Before the last glimpses of summer disappear, I wanted to share with you a drink that I’ve been enjoying during the heat of the past few days.  It’s a refreshingly strong ginger lemonade with fresh lemon basil.  And it’s so good.

The lemonade itself is bold and refreshing.  The ginger adds a liveliness to it as you drink and a lingering spiciness after it’s gone.  And while I was initially envisioning the lemon basil just as decoration, it actually lends an herbal fragrance to the drink that complements the other flavors perfectly. 
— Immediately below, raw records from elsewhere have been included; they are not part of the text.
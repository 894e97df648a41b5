//! Huffman coding for DEFLATE blocks (RFC 1951 section 3.2).
//!
//! [`HuffmanCoder`] tallies the literal/length/distance tokens of one block,
//! builds length-limited canonical codes for them, picks the cheapest of the
//! stored, static, and dynamic encodings, and writes the block into its
//! [`PendingBuffer`].

use crate::bits::PendingBuffer;
use crate::compress::config::{MAX_BLOCK_SIZE, TALLY_BUF_SIZE};
use crate::error::{Error, Result};

/// Literal/length alphabet size (0-255 literals, 256 end of block, 257-285 lengths).
pub const LITERAL_NUM: usize = 286;
/// Distance alphabet size.
pub const DISTANCE_NUM: usize = 30;
/// Code-length alphabet size.
pub const BIT_LENGTH_NUM: usize = 19;

/// Repeat the previous code length 3-6 times (2 extra bits).
const REP_3_6: usize = 16;
/// Repeat a zero length 3-10 times (3 extra bits).
const REPZ_3_10: usize = 17;
/// Repeat a zero length 11-138 times (7 extra bits).
const REPZ_11_138: usize = 18;

/// End-of-block symbol.
pub const EOB_SYMBOL: usize = 256;

const STORED_BLOCK: u32 = 0;
const STATIC_TREES: u32 = 1;
const DYN_TREES: u32 = 2;

/// Order in which code-length code lengths are transmitted.
pub const BL_ORDER: [usize; BIT_LENGTH_NUM] = [
    16, 17, 18, 0, 8, 7, 9, 6, 10, 5, 11, 4, 12, 3, 13, 2, 14, 1, 15,
];

const BIT4_REVERSE: [u16; 16] = [0, 8, 4, 12, 2, 10, 6, 14, 1, 9, 5, 13, 3, 11, 7, 15];

/// Reverse the bits of a 16-bit value.
#[inline]
pub const fn bit_reverse(value: u16) -> u16 {
    BIT4_REVERSE[(value & 0xF) as usize] << 12
        | BIT4_REVERSE[((value >> 4) & 0xF) as usize] << 8
        | BIT4_REVERSE[((value >> 8) & 0xF) as usize] << 4
        | BIT4_REVERSE[(value >> 12) as usize]
}
//! CRC-32 checksum (CRC-32/ISO-HDLC), exposed for chunk-integrity writers.
//!
//! The zlib trailer uses Adler-32; this checksum is computed separately by
//! whatever frames the compressed payload (for example a PNG chunk writer).

/// Calculate the CRC-32 of `data`.
///
/// Uses the CRC-32/ISO-HDLC algorithm (polynomial 0x04C11DB7 reflected).
/// This is the CRC used by PNG, gzip, and many other formats.
#[inline]
#[must_use]
pub fn crc32(data: &[u8]) -> u32 {
    crc32_update(0, data)
}

/// Continue a CRC-32 from `crc` over `data`.
///
/// Both `crc` and the result use the ones-complement convention, so the
/// output of one call is the seed for the next.
#[inline]
#[must_use]
pub fn crc32_update(crc: u32, data: &[u8]) -> u32 {
    crate::simd::crc32(crc, data)
}

/// Calculate CRC32 incrementally.
#[derive(Debug, Clone, Copy, PartialEq, Eq)]
pub struct Crc32 {
    crc: u32,
}

impl Crc32 {
    /// Create a new CRC32 calculator.
    pub fn new() -> Self {
        Self { crc: 0 }
    }

    /// Resume from a previously finalized value.
    pub fn with_seed(seed: u32) -> Self {
        Self { crc: seed }
    }

    /// Update the CRC with more data.
    #[inline]
    pub fn update(&mut self, data: &[u8]) {
        self.crc = crc32_update(self.crc, data);
    }

    /// Current CRC value.
    #[inline]
    pub fn finalize(&self) -> u32 {
        self.crc
    }

    /// Start over with the initial value.
    pub fn reset(&mut self) {
        self.crc = 0;
    }
}

impl Default for Crc32 {
    fn default() -> Self {
        Self::new()
    }
}
use crate::config::Config;
use crate::display::{Display, Slot};
use crate::input::{Button, Click};
use crate::menu::MenuContext;
use crate::tick::TickCommand;
use crate::timer::TimerEngine;
use billmytime_proto::{OutboundRequest, Payload};
use tracing::{debug, info, trace, warn};

/// Everything that can wake the app up.
#[derive(Debug, Clone, PartialEq)]
pub enum Event {
    Button(Button, Click),
    Tick(i64),
    Inbound(Payload),
    Dropped(String),
    Sent,
    SendFailed(String),
}

/// Work the app hands back to the host.
#[derive(Debug, Clone, PartialEq)]
pub enum Effect {
    Ticks(TickCommand),
    Send(OutboundRequest),
    Exit,
}

#[derive(Debug, Clone, PartialEq, Default)]
pub enum Screen {
    #[default]
    Base,
    Menu { context: MenuContext, cursor: usize },
}

pub struct App {
    pub timer: TimerEngine,
    pub display: Display,
    pub screen: Screen,
    pub config: Config,
}

impl App {
    pub fn new(config: Config) -> Self {
        Self {
            timer: TimerEngine::new(),
            display: Display::default(),
            screen: Screen::Base,
            config,
        }
    }

    pub fn handle(&mut self, event: Event, now: i64) -> Vec<Effect> {
        match event {
            Event::Button(button, click) => match self.screen {
                Screen::Base => self.on_base_button(button, click, now),
                Screen::Menu { .. } => self.on_menu_button(button, click),
            },
            Event::Tick(now) => {
                if self.timer.on_tick(now) {
                    self.refresh_timer();
                }
                vec![]
            }
            Event::Inbound(payload) => {
                self.show_menu(&payload);
                vec![]
            }
            Event::Dropped(reason) => {
                debug!("Inbound message dropped: {}", reason);
                vec![]
            }
            Event::Sent => {
                trace!("Outbound message delivered");
                vec![]
            }
            Event::SendFailed(reason) => {
                warn!("Outbound message was not delivered: {}", reason);
                vec![]
            }
        }
    }

    fn on_base_button(&mut self, button: Button, click: Click, now: i64) -> Vec<Effect> {
        let page = self.config.protocol.page;
        match (button, click) {
            (Button::Select, Click::Single) => vec![Effect::Ticks(self.timer.toggle(now))],
            (Button::Up, Click::Single) => match self.timer.cancel_or_reset() {
                Some(command) => vec![Effect::Ticks(command)],
                None => {
                    self.refresh_timer();
                    vec![]
                }
            },
            (Button::Down, Click::Single) => {
                info!(
                    "Submitting entry started at {} lasting {}s",
                    self.timer.start_epoch(),
                    self.timer.elapsed()
                );
                vec![Effect::Send(OutboundRequest::PostTask {
                    start_epoch: self.timer.start_epoch(),
                    duration: self.timer.elapsed(),
                })]
            }
            (Button::Up, Click::Long) => vec![Effect::Send(OutboundRequest::GetClients { page })],
            (Button::Select, Click::Long) => {
                vec![Effect::Send(OutboundRequest::GetProjects { page })]
            }
            (Button::Down, Click::Long) => vec![Effect::Send(OutboundRequest::GetTasks { page })],
            (Button::Back, _) => vec![Effect::Exit],
        }
    }

    fn on_menu_button(&mut self, button: Button, click: Click) -> Vec<Effect> {
        let Screen::Menu { context, cursor } = &mut self.screen else {
            return vec![];
        };
        match (button, click) {
            (Button::Up, _) => {
                *cursor = cursor.saturating_sub(1);
                vec![]
            }
            (Button::Down, _) => {
                if !context.is_empty() {
                    *cursor = (*cursor + 1).min(context.len() - 1);
                }
                vec![]
            }
            (Button::Select, Click::Single) => {
                if context.is_empty() {
                    return vec![];
                }
                let selection =
                    context.select_item(*cursor, self.config.display.project_selection_slot);
                self.screen = Screen::Base;
                match selection {
                    Some(selection) => {
                        if let Some((slot, text)) = selection.display {
                            self.display.set(slot, text);
                        }
                        vec![Effect::Send(selection.request)]
                    }
                    None => vec![],
                }
            }
            (Button::Select, Click::Long) => vec![],
            (Button::Back, _) => {
                self.screen = Screen::Base;
                vec![]
            }
        }
    }

    /// Replaces whatever menu is showing with a fresh one.
    fn show_menu(&mut self, payload: &Payload) {
        let context = MenuContext::build(payload);
        debug!(
            "Showing {} menu (code {:?}) with {} items",
            context.section_title(),
            context.code(),
            context.len()
        );
        self.screen = Screen::Menu { context, cursor: 0 };
    }

    fn refresh_timer(&mut self) {
        self.display.set(Slot::Timer, self.timer.display());
    }
}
This ginger lemonade is excellent on its own, but would also go well with a variety of Thai dishes.  It’s acidic enough to cut through the richness of fried dishes such as crispy fried pork and Thai fried chicken and spicy enough to stand up to the heat of various curries


I can’t think of a better way to enjoy these last few days of summer weather than eating a delicious Thai meal outside with a cool glass of this ginger lemonade in hand.  Enjoy!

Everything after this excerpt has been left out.